Continuous antibiotic prophylaxis (CAP) is a cornerstone of management, aimed at suppressing bacterial growth in the bladder. This involves administering a low-dose antibiotic once daily, often at bedtime, which is typically about one-quarter of the dose used for an active infection. The goal is to keep the urine sterile, preventing bacteria from traveling up to the kidneys during a reflux episode. Strict adherence to this nightly schedule is necessary until the VUR resolves spontaneously or another treatment is pursued.

Recognizing and Addressing Urinary Tract Infections

A urinary tract infection (UTI) poses the most immediate risk to the kidneys in a child with VUR, making prompt recognition and treatment essential. Symptoms of a UTI can vary significantly depending on the child’s age, which often complicates early detection. In infants and toddlers, signs are frequently non-specific, including unexplained fever, irritability, poor feeding, or vomiting.

Older children may be able to verbalize their symptoms, reporting pain or a burning sensation during urination, a sudden or frequent urge to void, or discomfort in the lower abdomen or flank area. Fever is a particularly concerning sign, as a high temperature often indicates that the infection has progressed beyond the bladder and has reached the kidneys, a condition called pyelonephritis. This type of kidney infection carries the highest risk of causing permanent renal scarring.

If a UTI is suspected, parents must contact the pediatrician immediately to obtain a clean urine sample for testing. This sample must be collected quickly to confirm the presence of an infection and to identify the specific bacteria causing it. Once the infection is confirmed, the child will be switched from the low-dose prophylactic medication to a full course of therapeutic antibiotics at a much higher dose. Starting this therapeutic treatment promptly is an urgent step to eradicate the bacteria and minimize the window of opportunity for kidney damage.

Monitoring Tests and Medical Progression

Long-term management of VUR requires consistent medical surveillance using specific imaging tests. The Voiding Cystourethrogram (VCUG) is the initial diagnostic test, where a catheter is used to fill the bladder with a liquid contrast agent visible on X-ray. This procedure is performed while the child is voiding to visualize the urinary tract and is used to assign a grade from I (mildest) to V (most severe) to the reflux.

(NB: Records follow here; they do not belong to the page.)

//! Connection to the remote site handlers read from and write to
//!
//! [`SiteConnection`] is the only seam between the handlers and the remote
//! service. Session lifecycle, transport and retries belong to whoever
//! implements it; [`InMemorySite`] is a complete in-process implementation.

mod memory;

pub use memory::InMemorySite;

use std::collections::BTreeMap;

use thiserror::Error;
use uuid::Uuid;

use crate::model::{AuditSettings, WorkflowDefinition};

/// Field values of one list item, keyed by field internal name
pub type ListItem = BTreeMap<String, String>;

/// A list as the remote service reports it
#[derive(Debug, Clone, Default, PartialEq)]
pub struct RemoteList {
    pub id: Uuid,
    pub title: String,
    /// Site-relative URL
    pub url: String,
    pub description: String,
    pub template_type: i32,
    pub enable_versioning: bool,
    pub hidden: bool,
}

/// A workflow subscription as the remote service stores it
#[derive(Debug, Clone, Default, PartialEq)]
pub struct RemoteSubscription {
    pub id: Uuid,
    pub definition_id: Uuid,
    pub name: String,
    pub enabled: bool,
    /// List id for list workflows, site id for site workflows
    pub event_source_id: Uuid,
    pub event_types: Vec<String>,
    pub list_id: Option<Uuid>,
    pub manual_start_bypasses_activation_limit: bool,
    pub parent_content_type_id: String,
    pub status_field_name: String,
    pub property_definitions: BTreeMap<String, String>,
}

#[derive(Debug, Clone, PartialEq, Error)]
pub enum RemoteError {
    #[error("{kind} '{id}' does not exist on the site")]
    NotFound { kind: &'static str, id: String },

    #[error("{kind} '{name}' already exists on the site")]
    AlreadyExists { kind: &'static str, name: String },

    #[error("site rejected {operation}: {message}")]
    Rejected { operation: &'static str, message: String },
}

impl RemoteError {
    pub fn not_found(kind: &'static str, id: impl ToString) -> Self {
        Self::NotFound {
            kind,
            id: id.to_string(),
        }
    }
}

/// Operations handlers perform against a live site
///
/// Read operations take `&self`; every `&mut self` operation is a mutation
/// of remote state.
pub trait SiteConnection {
    fn site_id(&self) -> Uuid;

    /// Absolute URL of the site
    fn url(&self) -> &str;

    /// True for a site below the site collection root
    fn is_subsite(&self) -> bool;

    fn lists(&self) -> Result<Vec<RemoteList>, RemoteError>;

    /// Create a list; the id of `list` is ignored and the assigned one returned
    fn create_list(&mut self, list: RemoteList) -> Result<RemoteList, RemoteError>;

    fn update_list(&mut self, list: &RemoteList) -> Result<(), RemoteError>;

    fn list_items(&self, list_id: Uuid) -> Result<Vec<ListItem>, RemoteError>;

    fn add_list_item(&mut self, list_id: Uuid, values: ListItem) -> Result<(), RemoteError>;

    fn workflow_definitions(&self) -> Result<Vec<WorkflowDefinition>, RemoteError>;

    /// Save a definition as a draft, returning its id
    fn save_workflow_definition(&mut self, definition: &WorkflowDefinition) -> Result<Uuid, RemoteError>;

    fn publish_workflow_definition(&mut self, id: Uuid) -> Result<(), RemoteError>;

    fn workflow_subscriptions(&self) -> Result<Vec<RemoteSubscription>, RemoteError>;

    /// Publish a subscription, returning its id
    fn publish_subscription(&mut self, subscription: &RemoteSubscription) -> Result<Uuid, RemoteError>;

    fn audit_settings(&self) -> Result<AuditSettings, RemoteError>;

    fn update_audit_settings(&mut self, settings: &AuditSettings) -> Result<(), RemoteError>;

    fn property_bag(&self) -> Result<BTreeMap<String, String>, RemoteError>;

    fn set_property(&mut self, key: &str, value: &str) -> Result<(), RemoteError>;

    /// Find a list by id
    fn list(&self, id: Uuid) -> Result<Option<RemoteList>, RemoteError> {
        Ok(self.lists()?.into_iter().find(|l| l.id == id))
    }

    /// Find a list by site-relative URL or title, ignoring case
    fn find_list(&self, url: &str, title: &str) -> Result<Option<RemoteList>, RemoteError> {
        let url = url.trim_matches('/');
        Ok(self.lists()?.into_iter().find(|l| {
            (!url.is_empty() && l.url.trim_matches('/').eq_ignore_ascii_case(url))
                || l.title.eq_ignore_ascii_case(title)
        }))
    }
}
//! Wire types of each schema release
//!
//! Every entity is registered for every release; what changes between
//! releases is which fields an entity declares.

use crate::mapping::{MappingError, TypeDescriptor, TypeRegistry};
use crate::model::{FieldType, TypeKey};

use super::version::SchemaVersion;

/// Register the schema types of `version`
pub fn register_schema_types(registry: &mut TypeRegistry, version: SchemaVersion) -> Result<(), MappingError> {
    use FieldType::*;

    let v1705 = version >= SchemaVersion::V201705;
    let v1801 = version >= SchemaVersion::V201801;
    let ty = |entity: &str| TypeDescriptor::new(TypeKey::schema(version, entity));
    let text_list = FieldType::list(Text);

    registry.register(
        ty("Template")
            .field("id", Text)
            .field("version", Decimal)
            .field_if(v1801, "display_name", Text)
            .field("description", Text)
            .field("properties", FieldType::objects("StringDictionaryItem"))
            .field("parameters", FieldType::objects("StringDictionaryItem"))
            .field("property_bag", FieldType::objects("PropertyBagEntry"))
            .field("lists", FieldType::objects("ListInstance"))
            .field("workflow_definitions", FieldType::objects("WorkflowDefinition"))
            .field("workflow_subscriptions", FieldType::objects("WorkflowSubscription"))
            .field_if(v1705, "audit_settings", Object("AuditSettings".to_string())),
    )?;

    registry.register(ty("StringDictionaryItem").field("key", Text).field("value", Text))?;
    registry.register(ty("PropertyBagEntry").field("key", Text).field("value", Text))?;

    registry.register(
        ty("ListInstance")
            .field("title", Text)
            .field("url", Text)
            .field("description", Text)
            .field("template_type", Int)
            .field("enable_versioning", Bool)
            .field("remove_existing_views", Bool)
            .field("field_refs", FieldType::objects("FieldRef"))
            .field("field_defaults", FieldType::objects("FieldDefault"))
            .field("data_rows", FieldType::objects("DataRow"))
            .field("views", FieldType::objects("View"))
            .field_if(v1705, "folders", FieldType::objects("Folder"))
            .field("user_custom_actions", FieldType::objects("CustomAction")),
    )?;
    registry.register(
        ty("FieldRef")
            .field("id", Text)
            .field("name", Text)
            .field_if(v1801, "display_name", Text)
            .field("required", Bool)
            .field("hidden", Bool),
    )?;
    registry.register(ty("FieldDefault").field("field_name", Text).field("value", Text))?;
    registry.register(ty("DataRow").field("values", FieldType::objects("DataValue")))?;
    registry.register(ty("DataValue").field("field_name", Text).field("value", Text))?;
    registry.register(ty("View").field("schema_xml", Any))?;
    registry.register(
        ty("Folder")
            .field("name", Text)
            .field("folders", FieldType::objects("Folder")),
    )?;
    registry.register(
        ty("CustomAction")
            .field("name", Text)
            .field("location", Text)
            .field("sequence", Int)
            .field("url", Text)
            .field("command_ui_extension", Any),
    )?;

    registry.register(
        ty("WorkflowDefinition")
            .field("id", Text)
            .field("display_name", Text)
            .field("description", Text)
            .field("association_url", Text)
            .field("initiation_url", Text)
            .field("form_field", Text)
            .field("draft_version", Text)
            .field("published", Bool)
            .field("requires_association_form", Bool)
            .field("requires_initiation_form", Bool)
            .field("restrict_to_scope", Text)
            .field("restrict_to_type", Text)
            .field("xaml_path", Text)
            .field("properties", FieldType::objects("StringDictionaryItem")),
    )?;
    registry.register(
        ty("WorkflowSubscription")
            .field("definition_id", Text)
            .field("name", Text)
            .field("enabled", Bool)
            .field("event_source_id", Text)
            .field("event_types", text_list)
            .field("list_id", Text)
            .field("manual_start_bypasses_activation_limit", Bool)
            .field_if(v1705, "parent_content_type_id", Text)
            .field("status_field_name", Text)
            .field("property_definitions", FieldType::objects("StringDictionaryItem")),
    )?;

    registry.register(
        ty("AuditSettings")
            .field("audit_flags", Text)
            .field("audit_log_trimming_retention", Int)
            .field("trim_audit_log", Bool),
    )?;
    Ok(())
}

#[cfg(test)]
mod tests {
    use super::*;

    #[test]
    fn test_later_versions_add_fields() {
        let registry = TypeRegistry::standard().unwrap();
        let list = |v| registry.describe(&TypeKey::schema(v, "ListInstance")).unwrap();
        assert!(list(SchemaVersion::V201605).field_named("folders").is_none());
        assert!(list(SchemaVersion::V201705).field_named("folders").is_some());

        let template = |v| registry.describe(&TypeKey::schema(v, "Template")).unwrap();
        assert!(template(SchemaVersion::V201705).field_named("display_name").is_none());
        assert!(template(SchemaVersion::V201801).field_named("display_name").is_some());
        assert_eq!(
            template(SchemaVersion::V201605).field_named("version").map(|f| &f.ty),
            Some(&FieldType::Decimal)
        );
    }

    #[test]
    fn test_registering_a_version_twice_fails() {
        let mut registry = TypeRegistry::new();
        register_schema_types(&mut registry, SchemaVersion::V201605).unwrap();
        let err = register_schema_types(&mut registry, SchemaVersion::V201605).unwrap_err();
        assert!(matches!(err, MappingError::DuplicateType { .. }));
    }
}
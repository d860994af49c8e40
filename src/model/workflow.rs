//! Workflow definitions and subscriptions

use std::collections::BTreeMap;

use uuid::Uuid;

model_object! {
    /// A workflow definition to save (and optionally publish) on the site
    pub struct WorkflowDefinition as "WorkflowDefinition" {
        pub id: Uuid,
        pub display_name: String,
        pub description: String,
        pub association_url: String,
        pub initiation_url: String,
        pub form_field: String,
        pub draft_version: String,
        pub published: bool,
        pub requires_association_form: bool,
        pub requires_initiation_form: bool,
        pub restrict_to_scope: String,
        /// `Universal`, `List` or `Site`
        pub restrict_to_type: String,
        /// Connector-relative path of the XAML body
        pub xaml_path: String,
        pub properties: BTreeMap<String, String>,
    }
}

model_object! {
    /// Binding of a workflow definition to a list or to the site
    pub struct WorkflowSubscription as "WorkflowSubscription" {
        pub definition_id: Uuid,
        pub name: String,
        pub enabled: bool,
        /// Id of the list or site the subscription was read from; provisioning
        /// derives the event source from `list_id` instead
        pub event_source_id: String,
        pub event_types: Vec<String>,
        /// `{listid:Title}` token for list workflows, unset for site workflows
        pub list_id: Option<String>,
        pub manual_start_bypasses_activation_limit: bool,
        pub parent_content_type_id: String,
        pub status_field_name: String,
        pub property_definitions: BTreeMap<String, String>,
    }
}

/// Restriction type stored when the remote definition has none
pub const UNIVERSAL_RESTRICTION: &str = "Universal";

A renal ultrasound is a non-invasive test used regularly to assess the structure of the kidneys, tracking their size, growth, and checking for fluid buildup known as hydronephrosis. To assess for kidney damage, a specialized nuclear scan called a DMSA (Dimercaptosuccinic Acid) scan may be performed. This scan involves injecting radioactive material absorbed by healthy kidney tissue, allowing physicians to detect areas of reduced function or scarring.

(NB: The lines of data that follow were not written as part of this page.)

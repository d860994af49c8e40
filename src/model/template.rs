//! The template aggregate and its list definitions

use std::collections::BTreeMap;

use uuid::Uuid;

use crate::schema::SchemaVersion;

use super::audit::AuditSettings;
use super::value::Payload;
use super::workflow::{WorkflowDefinition, WorkflowSubscription};

model_object! {
    /// The canonical provisioning configuration document
    pub struct Template as "Template" {
        /// Schema release the template was read from or is targeted at
        pub schema_version: Option<SchemaVersion>,
        pub id: String,
        /// Author-controlled template revision
        pub version: f64,
        pub display_name: Option<String>,
        pub description: String,
        /// Free-form template metadata
        pub properties: BTreeMap<String, String>,
        /// Values available to `{parameter:Name}` tokens
        pub parameters: BTreeMap<String, String>,
        /// Entries written to the site's property bag
        pub property_bag: BTreeMap<String, String>,
        pub lists: Vec<ListInstance>,
        pub workflow_definitions: Vec<WorkflowDefinition>,
        pub workflow_subscriptions: Vec<WorkflowSubscription>,
        pub audit_settings: Option<AuditSettings>,
    }
}

model_object! {
    /// A list or library to provision
    pub struct ListInstance as "ListInstance" {
        pub title: String,
        /// Site-relative URL, e.g. `lists/Projects`
        pub url: String,
        pub description: String,
        pub template_type: i32,
        pub enable_versioning: bool,
        pub remove_existing_views: bool,
        pub field_refs: Vec<FieldRef>,
        /// Default value per field internal name
        pub field_defaults: BTreeMap<String, String>,
        pub data_rows: Vec<DataRow>,
        /// Views in display order
        pub views: Vec<View>,
        /// Folder tree, siblings in creation order
        pub folders: Vec<Folder>,
        pub user_custom_actions: Vec<CustomAction>,
    }
}

model_object! {
    /// Reference from a list to an existing site field
    pub struct FieldRef as "FieldRef" {
        pub id: Uuid,
        pub name: String,
        pub display_name: Option<String>,
        pub required: bool,
        pub hidden: bool,
    }
}

model_object! {
    /// One list item to create; values keyed by field internal name
    pub struct DataRow as "DataRow" {
        pub values: BTreeMap<String, String>,
    }
}

model_object! {
    pub struct View as "View" {
        pub schema_xml: Payload,
    }
}

model_object! {
    pub struct Folder as "Folder" {
        pub name: String,
        pub folders: Vec<Folder>,
    }
}

model_object! {
    pub struct CustomAction as "CustomAction" {
        pub name: String,
        pub location: String,
        pub sequence: i32,
        pub url: String,
        /// Ribbon extension markup, kept verbatim
        pub command_ui_extension: Payload,
    }
}

impl Template {
    pub fn new(id: impl Into<String>) -> Self {
        Self {
            id: id.into(),
            version: 1.0,
            ..Self::default()
        }
    }

    /// Find a list definition by title, ignoring case
    pub fn list(&self, title: &str) -> Option<&ListInstance> {
        self.lists
            .iter()
            .find(|l| l.title.eq_ignore_ascii_case(title))
    }
}

impl ListInstance {
    pub fn new(title: impl Into<String>, url: impl Into<String>) -> Self {
        Self {
            title: title.into(),
            url: url.into(),
            template_type: 100,
            ..Self::default()
        }
    }
}

impl DataRow {
    pub fn new<K, V>(values: impl IntoIterator<Item = (K, V)>) -> Self
    where
        K: Into<String>,
        V: Into<String>,
    {
        Self {
            values: values
                .into_iter()
                .map(|(k, v)| (k.into(), v.into()))
                .collect(),
        }
    }
}

impl Folder {
    pub fn new(name: impl Into<String>) -> Self {
        Self {
            name: name.into(),
            folders: Vec::new(),
        }
    }

    pub fn with_folder(mut self, folder: Folder) -> Self {
        self.folders.push(folder);
        self
    }
}

#[cfg(test)]
mod tests {
    use super::*;
    use crate::model::{FieldType, ModelObject, Value};

    #[test]
    fn test_descriptor_lists_declared_fields_in_order() {
        let desc = ListInstance::descriptor();
        let names: Vec<_> = desc.fields().iter().map(|f| f.name.as_str()).collect();
        assert_eq!(names[0], "title");
        assert_eq!(names[1], "url");
        assert_eq!(
            desc.field_named("views").map(|f| &f.ty),
            Some(&FieldType::objects("View"))
        );
    }

    #[test]
    fn test_to_object_and_back() {
        let folder = Folder::new("2024").with_folder(Folder::new("Q1"));
        let object = folder.to_object();
        assert_eq!(object.entity(), "Folder");
        assert!(matches!(object.get("folders"), Some(Value::List(items)) if items.len() == 1));
        assert_eq!(Folder::from_object(&object), Ok(folder));
    }

    #[test]
    fn test_from_object_reports_field_path() {
        let object = ListInstance::new("Docs", "lists/docs")
            .to_object()
            .with("template_type", "not a number");
        let err = ListInstance::from_object(&object).unwrap_err();
        assert_eq!(err.field.as_deref(), Some("template_type"));
    }

    #[test]
    fn test_list_lookup_ignores_case() {
        let mut template = Template::new("t");
        template.lists.push(ListInstance::new("MyList", "lists/mylist"));
        assert!(template.list("mylist").is_some());
        assert!(template.list("other").is_none());
    }
}
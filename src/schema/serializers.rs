//! Concrete template serializers
//!
//! Each serializer owns a slice of the template's root fields and declares
//! how the fields under it differ between model and schema.

use crate::mapping::{
    CollectionResolver, DecimalFloatResolver, Direction, EnumResolver, FieldMappings, GuidTextResolver,
    OpaquePayloadResolver, PairsMapResolver, PathError, TypeRegistry,
};
use crate::model::AUDIT_FLAGS;

use super::version::SchemaVersion;

/// One serializer of the template provider
pub trait TemplateSerializer: Send + Sync {
    fn name(&self) -> &'static str;

    /// Position in the serializer run, lowest first
    fn sequence(&self) -> u32;

    /// Oldest release this serializer applies to
    fn min_version(&self) -> SchemaVersion {
        SchemaVersion::V201605
    }

    /// Whether the serialized fields are nested objects to recurse into
    fn recursive(&self) -> bool {
        true
    }

    fn supports(&self, version: SchemaVersion) -> bool {
        version >= self.min_version()
    }

    fn field_mappings(&self, direction: Direction, registry: &TypeRegistry) -> Result<FieldMappings, PathError>;
}

fn string_pairs() -> PairsMapResolver {
    PairsMapResolver::new("StringDictionaryItem", "key", "value")
}

/// Identity, revision, descriptive text, properties and parameters
#[derive(Debug, Clone, Copy, Default)]
pub struct BasePropertiesSerializer;

impl TemplateSerializer for BasePropertiesSerializer {
    fn name(&self) -> &'static str {
        "template base properties"
    }

    fn sequence(&self) -> u32 {
        100
    }

    fn recursive(&self) -> bool {
        false
    }

    fn field_mappings(&self, _direction: Direction, registry: &TypeRegistry) -> Result<FieldMappings, PathError> {
        FieldMappings::builder("Template")
            .scope([
                "schema_version",
                "id",
                "version",
                "display_name",
                "description",
                "properties",
                "parameters",
            ])
            // carried by the document header instead
            .ignore("schema_version")
            .resolve("version", DecimalFloatResolver)
            .resolve("properties", string_pairs())
            .resolve("parameters", string_pairs())
            .build(registry)
    }
}

#[derive(Debug, Clone, Copy, Default)]
pub struct PropertyBagSerializer;

impl TemplateSerializer for PropertyBagSerializer {
    fn name(&self) -> &'static str {
        "property bag entries"
    }

    fn sequence(&self) -> u32 {
        200
    }

    fn recursive(&self) -> bool {
        false
    }

    fn field_mappings(&self, _direction: Direction, registry: &TypeRegistry) -> Result<FieldMappings, PathError> {
        FieldMappings::builder("Template")
            .scope(["property_bag"])
            .resolve("property_bag", PairsMapResolver::new("PropertyBagEntry", "key", "value"))
            .build(registry)
    }
}

#[derive(Debug, Clone, Copy, Default)]
pub struct ListInstancesSerializer;

impl TemplateSerializer for ListInstancesSerializer {
    fn name(&self) -> &'static str {
        "list instances"
    }

    fn sequence(&self) -> u32 {
        300
    }

    fn field_mappings(&self, _direction: Direction, registry: &TypeRegistry) -> Result<FieldMappings, PathError> {
        FieldMappings::builder("Template")
            .scope(["lists"])
            .resolve("lists[0].field_refs[0].id", GuidTextResolver)
            .resolve(
                "lists[0].field_defaults",
                PairsMapResolver::new("FieldDefault", "field_name", "value"),
            )
            .resolve(
                "lists[0].data_rows[0].values",
                PairsMapResolver::new("DataValue", "field_name", "value"),
            )
            .resolve("lists[0].views", CollectionResolver::of("View"))
            .resolve("lists[0].views[0].schema_xml", OpaquePayloadResolver)
            .resolve("lists[0].folders", CollectionResolver::of("Folder"))
            .resolve(
                "lists[0].user_custom_actions[0].command_ui_extension",
                OpaquePayloadResolver,
            )
            .build(registry)
    }
}

#[derive(Debug, Clone, Copy, Default)]
pub struct WorkflowsSerializer;

impl TemplateSerializer for WorkflowsSerializer {
    fn name(&self) -> &'static str {
        "workflows"
    }

    fn sequence(&self) -> u32 {
        400
    }

    fn field_mappings(&self, _direction: Direction, registry: &TypeRegistry) -> Result<FieldMappings, PathError> {
        FieldMappings::builder("Template")
            .scope(["workflow_definitions", "workflow_subscriptions"])
            .resolve("workflow_definitions[0].id", GuidTextResolver)
            .resolve("workflow_definitions[0].properties", string_pairs())
            .resolve("workflow_subscriptions[0].definition_id", GuidTextResolver)
            .resolve("workflow_subscriptions[0].property_definitions", string_pairs())
            .build(registry)
    }
}

#[derive(Debug, Clone, Copy, Default)]
pub struct AuditSettingsSerializer;

impl TemplateSerializer for AuditSettingsSerializer {
    fn name(&self) -> &'static str {
        "audit settings"
    }

    fn sequence(&self) -> u32 {
        500
    }

    fn min_version(&self) -> SchemaVersion {
        SchemaVersion::V201705
    }

    fn field_mappings(&self, _direction: Direction, registry: &TypeRegistry) -> Result<FieldMappings, PathError> {
        FieldMappings::builder("Template")
            .scope(["audit_settings"])
            .resolve("audit_settings.audit_flags", EnumResolver::flags(AUDIT_FLAGS))
            .build(registry)
    }
}

/// Every serializer in run order
pub fn standard_serializers() -> Vec<Box<dyn TemplateSerializer>> {
    let mut serializers: Vec<Box<dyn TemplateSerializer>> = vec![
        Box::new(BasePropertiesSerializer),
        Box::new(PropertyBagSerializer),
        Box::new(ListInstancesSerializer),
        Box::new(WorkflowsSerializer),
        Box::new(AuditSettingsSerializer),
    ];
    serializers.sort_by_key(|s| s.sequence());
    serializers
}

The treatment plan is determined by the VUR grade, the child’s age, and whether they experience breakthrough infections while on prophylaxis. For lower grades (I-III) in young children, a period of watchful waiting is common, as the condition frequently resolves spontaneously as the ureter matures and elongates. Grades I to III have an annual resolution rate of approximately 13% in the first few years, compared to around 5% yearly for the highest grades (IV-V).

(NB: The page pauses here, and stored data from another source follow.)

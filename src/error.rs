//! Source-context rendering for errors that point into a string

use ariadne::{Color, Label, Report, ReportKind, Source};

/// Byte range in source text
pub type Span = std::ops::Range<usize>;

/// Render `message` against `source` with the offending `span` underlined
///
/// Used for errors raised while scanning template strings and field paths,
/// where the caller still has the original text at hand.
pub fn render_report(
    source: &str,
    filename: &str,
    span: Span,
    message: &str,
    label: &str,
    note: Option<&str>,
) -> String {
    let mut buf = Vec::new();
    let mut report = Report::build(ReportKind::Error, filename, span.start)
        .with_message(message)
        .with_label(
            Label::new((filename, span))
                .with_message(label)
                .with_color(Color::Red),
        );
    if let Some(note) = note {
        report = report.with_note(note);
    }
    // Writing into a Vec cannot fail
    let _ = report
        .finish()
        .write((filename, Source::from(source)), &mut buf);
    String::from_utf8_lossy(&buf).into_owned()
}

If the reflux is severe, or if the child experiences recurrent febrile UTIs despite prophylaxis, intervention may be necessary. The least invasive option is endoscopic injection, which involves injecting a bulking agent near the ureteral opening to create a better functioning valve. Surgical ureteral reimplantation, which physically reconstructs the ureter’s entry into the bladder, is a more definitive treatment typically reserved for high-grade or persistent reflux, boasting success rates often exceeding 90%.